Her vision dimmed, and then a shudder ran through the beast, vibrating along the tentacle holding her up. It gave a horrible scream, a noise unlike anything Gwen had ever heard, and it dropped her.

She hit the deck of the ship, stunned, and managed to lift her head, scrambling towards the railing to look down into the water. The waves were crimson, churned into a pink foaming sludge as the beast thrashed and rolled, and then vanished from sight.

Gwen heard Isobelle’s steps running towards her, distantly felt the other girl throw herself down beside her.

‘Oh my god, Gwen, that was amazing!’ she gasped, her arms going around Gwen tightly. ‘What a throw! I didn’t know you could do that!’

Gwen blinked at Isobelle, still too wrapped in shock and adrenalin to understand her properly. ‘Do what?’

Isobelle’s eyes were glowing with pride. ‘Throw your sword like that – you got it right in the mouth, exactly where the scroll said you should strike.’ A shadow clouded her bright expression. ‘But … your beautiful sword. It’s … gone, with the monster.’

Gwen glanced back at the surface of the water, still a muddy red-brown, though the currents were quickly erasing all sign that a battle had taken place.

Her sword would be at the bottom of the sea now, embedded in the throat of the dead monster.

The sword she’d made after her mother died, the sword she’d made with her own hands as she first began dreaming of masquerading as a knight.

The sword that Isobelle had recognised when Gwen rode out as Gawain – that had started them both down this path together.

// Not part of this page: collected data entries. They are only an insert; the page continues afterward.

//! Dropgate server binary: config from the environment, structured
//! logging, store selection, graceful shutdown on ctrl-c.

use std::net::SocketAddr;
use std::sync::Arc;

use tracing_subscriber::EnvFilter;

use dropgate_events::EventBus;
use dropgate_protocol::Config;
use dropgate_server::{AppState, Server, ServerError};
use dropgate_storage::{DiskStore, MemoryStore, ObjectStore};
use dropgate_upload::{InMemoryRecordStore, RecordStore, UploadManager};

#[tokio::main]
async fn main() -> Result<(), ServerError> {
    tracing_subscriber::fmt()
        .with_env_filter(EnvFilter::try_from_default_env().unwrap_or_else(|_| EnvFilter::new("info")))
        .init();

    let config = Config::from_env()?;

    // DROPGATE_DATA_DIR selects the disk store; unset runs in memory.
    let objects: Arc<dyn ObjectStore> = match std::env::var("DROPGATE_DATA_DIR") {
        Ok(dir) => {
            tracing::info!(dir = %dir, "using disk object store");
            Arc::new(DiskStore::new(&dir).await?)
        }
        Err(_) => {
            tracing::warn!("DROPGATE_DATA_DIR unset, objects are held in memory");
            Arc::new(MemoryStore::new())
        }
    };

    let records: Arc<dyn RecordStore> = Arc::new(InMemoryRecordStore::new());
    let bus = Arc::new(EventBus::with_config(&config));
    let manager = Arc::new(UploadManager::new(
        config.clone(),
        Arc::clone(&objects),
        Arc::clone(&records),
        Arc::clone(&bus),
    ));

    let state = AppState {
        config,
        manager,
        records,
        bus,
    };

    let addr: SocketAddr = std::env::var("DROPGATE_BIND_ADDR")
        .unwrap_or_else(|_| "0.0.0.0:8080".into())
        .parse()?;

    let server = Server::new(state);
    let shutdown = Arc::clone(&server);
    tokio::spawn(async move {
        if tokio::signal::ctrl_c().await.is_ok() {
            tracing::info!("shutdown signal received");
            shutdown.shutdown();
        }
    });

    server.run(addr).await
}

What kind of knight had no sword?

Gwen swallowed and pushed down the flare of fear at that thought, and with it the grief of loss. ‘I can make another,’ she murmured.

Isobelle hesitated, too sensitive to Gwen’s moods to miss that dodge. But then she gave her a little shake and hugged her again. ‘You’re remarkable, Gwen. I wish you could’ve seen it from my vantage point. I knew you would do it.’

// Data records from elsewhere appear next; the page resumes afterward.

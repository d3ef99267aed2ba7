//! Wire types for the Dropgate ingestion pipeline.
//!
//! Shared by the server and the client crates: the event envelope pushed
//! over the live stream, the HTTP request/response payloads for the upload
//! endpoints, protocol limits, and the runtime configuration surface.

pub mod config;
pub mod constants;
pub mod events;
pub mod messages;

pub use config::{Config, ConfigError};
pub use events::{Event, EventKind, FailureReason, GapPayload, UploadProgressPayload};
pub use messages::{FileRecord, SessionStatus};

Gwen bit her tongue, surrendering to the comfort of Isobelle’s tight embrace, not so different from the way she used to squeeze her after a nightmare. And she let Isobelle distract her, take her thoughts from her lost sword.

And how it had somehow fallen straight down the monster’s throat.

It was an accident, her mind was screaming. I didn’t do this – it was luck. Beyond luck, it was a damned miracle.

Henry emerged hesitantly from behind the ship’s wheel, his curly hair standing up, his face a sickly shade of brown, but his eyes as wide and glowing as Isobelle’s.

He spoke, but Gwen’s ears were ringing and she couldn’t make out his words.

Isobelle replied, laughing, her own tension fading.

Gwen made no effort to understand them, her mind going back to that moment when the beast’s eye had frozen her.

The sea monster had not possessed the same power as the dragon – it was her own mind that had believed it could carve out her soul the way the dragon’s gaze had. It was Gwen’s failing courage that had rendered her helpless.

Her cowardice.

But that realisation wasn’t what made her replay the scene in her mind, as Henry turned the ship back towards port.

When she had let go of the sword, Gwen could have sworn she wasn’t directly over the monster’s gaping mouth – indeed, when it let her go, she’d been over the deck of the ship.

She’d watched the sword fall, like an arrow …

and she could’ve sworn, as it fell, that it had moved in mid-air to deliver the killing blow.